La amnistía no cierra heridas: es apenas el punto cero de un país fracturado

La amnistía no es la llave mágica que nos quieren vender

El decreto de amnistía promete alivio, pero en realidad abre una etapa crítica y frágil: es el grado cero, el punto de partida de un proceso mucho más complejo que nadie quiere enfrentar.

Qué está pasando en realidad

La libertad recuperada tras años de aislamiento no viene con un manual de instrucciones. Para quienes salen, la calle es un territorio extraño y hostil. Para las familias, el reencuentro es sólo el inicio de un guion lleno de silencios y heridas no resueltas. Para los líderes políticos, esto no es un trofeo de gestión, sino la urgente necesidad de garantizar seguridad y dignidad para que el país no se fracture aún más.

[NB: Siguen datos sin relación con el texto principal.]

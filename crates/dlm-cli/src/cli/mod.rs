//! CLI for the DLM download manager.

mod commands;

use anyhow::{bail, Context, Result};
use clap::{Parser, Subcommand};
use dlm_core::config;
use dlm_core::persistence::JobsIndex;
use dlm_core::transport::CurlTransport;
use dlm_core::Brain;
use std::collections::HashMap;
use std::path::PathBuf;
use std::sync::Arc;

use commands::{
    run_add, run_cancel, run_checksum, run_pause, run_remove, run_scheduler, run_set_max_concurrent,
    run_set_speed_limit, run_start, run_status,
};

/// Top-level CLI for the DLM download manager.
#[derive(Debug, Parser)]
#[command(name = "dlm")]
#[command(about = "DLM: segmented download manager engine", long_about = None)]
pub struct Cli {
    #[command(subcommand)]
    pub command: CliCommand,
}

#[derive(Debug, Subcommand)]
pub enum CliCommand {
    /// Submit a new download job.
    Add {
        /// Direct HTTP/HTTPS URL to download.
        url: String,
        /// Directory where the file will be saved (default: current directory).
        #[arg(long, value_name = "DIR")]
        download_dir: Option<PathBuf>,
        /// Override the filename derived from the URL/server response.
        #[arg(long)]
        filename: Option<String>,
        /// Number of parallel connections for this job (default: engine config).
        #[arg(long)]
        connections: Option<usize>,
        /// Cap this job's byte rate (bytes/sec). 0 or omitted = unlimited.
        #[arg(long, value_name = "BYTES")]
        speed_limit: Option<u64>,
        /// Extra request header as `Key: Value`. May be given multiple times.
        #[arg(long = "header", value_name = "KEY: VALUE")]
        headers: Vec<String>,
        /// Start the job immediately after submitting it.
        #[arg(long)]
        start: bool,
    },

    /// Start a pending job, or resume a paused one.
    Start {
        /// Job identifier.
        id: String,
    },

    /// Run the scheduler until every admitted job reaches a terminal state.
    Run {
        /// Only drive this job id; default is every currently pending job.
        id: Option<String>,
        /// Override the engine's max-concurrent-jobs for this run.
        #[arg(long, value_name = "N")]
        jobs: Option<usize>,
    },

    /// Show status of all jobs.
    Status,

    /// Pause a job by ID. The job stops at its next checkpoint and frees its slot.
    Pause {
        /// Job identifier.
        id: String,
    },

    /// Cancel a job by ID. Reachable from any non-terminal state.
    Cancel {
        /// Job identifier.
        id: String,
    },

    /// Remove a job by ID.
    Remove {
        /// Job identifier.
        id: String,
        /// Also delete the job's temp directory and partial/final files.
        #[arg(long)]
        delete_files: bool,
    },

    /// Set the aggregate byte-rate budget across all jobs. 0 = unlimited.
    SetSpeedLimit {
        /// Bytes per second.
        bytes_per_sec: u64,
    },

    /// Set how many jobs the scheduler admits to the active set at once.
    SetMaxConcurrent {
        /// New limit (clamped to [1, 64]).
        n: usize,
    },

    /// Compute SHA-256 of a file (e.g. after download).
    Checksum {
        /// Path to the file.
        path: String,
    },
}

fn parse_header(raw: &str) -> Result<(String, String)> {
    let (key, value) = raw
        .split_once(':')
        .with_context(|| format!("invalid --header {raw:?}, expected KEY: VALUE"))?;
    Ok((key.trim().to_string(), value.trim().to_string()))
}

fn bootstrap() -> Result<Arc<Brain>> {
    let cfg = config::load_or_init()?;
    tracing::debug!("loaded config: {:?}", cfg);
    let index = Arc::new(JobsIndex::open_default()?);
    let transport: Arc<dyn dlm_core::transport::Transport> = Arc::new(CurlTransport::default());
    Ok(Arc::new(Brain::new(cfg, transport, index, None)))
}

impl CliCommand {
    pub async fn run_from_args() -> Result<()> {
        let cli = Cli::parse();
        let brain = bootstrap()?;

        match cli.command {
            CliCommand::Add {
                url,
                download_dir,
                filename,
                connections,
                speed_limit,
                headers,
                start,
            } => {
                let folder = download_dir
                    .or_else(|| std::env::current_dir().ok())
                    .unwrap_or_else(|| PathBuf::from("."));
                let mut header_map: HashMap<String, String> = HashMap::new();
                for raw in &headers {
                    let (k, v) = parse_header(raw)?;
                    header_map.insert(k, v);
                }
                let speed_limit = speed_limit.filter(|&b| b > 0);
                run_add(&brain, &url, folder, filename, connections, speed_limit, header_map, start)?;
            }
            CliCommand::Start { id } => run_start(&brain, &id)?,
            CliCommand::Run { id, jobs } => run_scheduler(&brain, id, jobs).await?,
            CliCommand::Status => run_status(&brain)?,
            CliCommand::Pause { id } => run_pause(&brain, &id)?,
            CliCommand::Cancel { id } => run_cancel(&brain, &id)?,
            CliCommand::Remove { id, delete_files } => run_remove(&brain, &id, delete_files)?,
            CliCommand::SetSpeedLimit { bytes_per_sec } => run_set_speed_limit(&brain, bytes_per_sec)?,
            CliCommand::SetMaxConcurrent { n } => {
                if n == 0 {
                    bail!("--n must be at least 1");
                }
                run_set_max_concurrent(&brain, n)?;
            }
            CliCommand::Checksum { path } => run_checksum(std::path::Path::new(&path))?,
        }

        Ok(())
    }
}

#[cfg(test)]
mod tests;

Por qué esto cambia el panorama político y social

Que algunos celebren la amnistía como un triunfo es ignorar que el verdadero desafío está en construir una nueva estructura social y jurídica que soporte este nuevo estado. Sin esa infraestructura, el país vuelve a un vacío peligroso donde la inseguridad y la desconfianza pueden reinar otra vez.

¿Qué viene después?

  • Un país enfrentado a la necesidad real de reparar heridas profundas.
  • Líderes forzados a cambiar discursos vacíos por acciones concretas que protejan la integridad del proceso.
  • Familias y ciudadanos obligados a redefinir la convivencia desde la aceptación de una verdad difícil: nadie vuelve siendo el mismo.
  • Una sociedad que debe decidir si quiere cruzar el puente o quedarse atrapada en el dolor del pasado.

La amnistía, entonces, no es la solución final. Es el punto donde se dibuja la urgencia de un compromiso serio con la paz auténtica, sostenible y real. Negar esta complejidad es abrir la puerta a nuevas fracturas y más caos.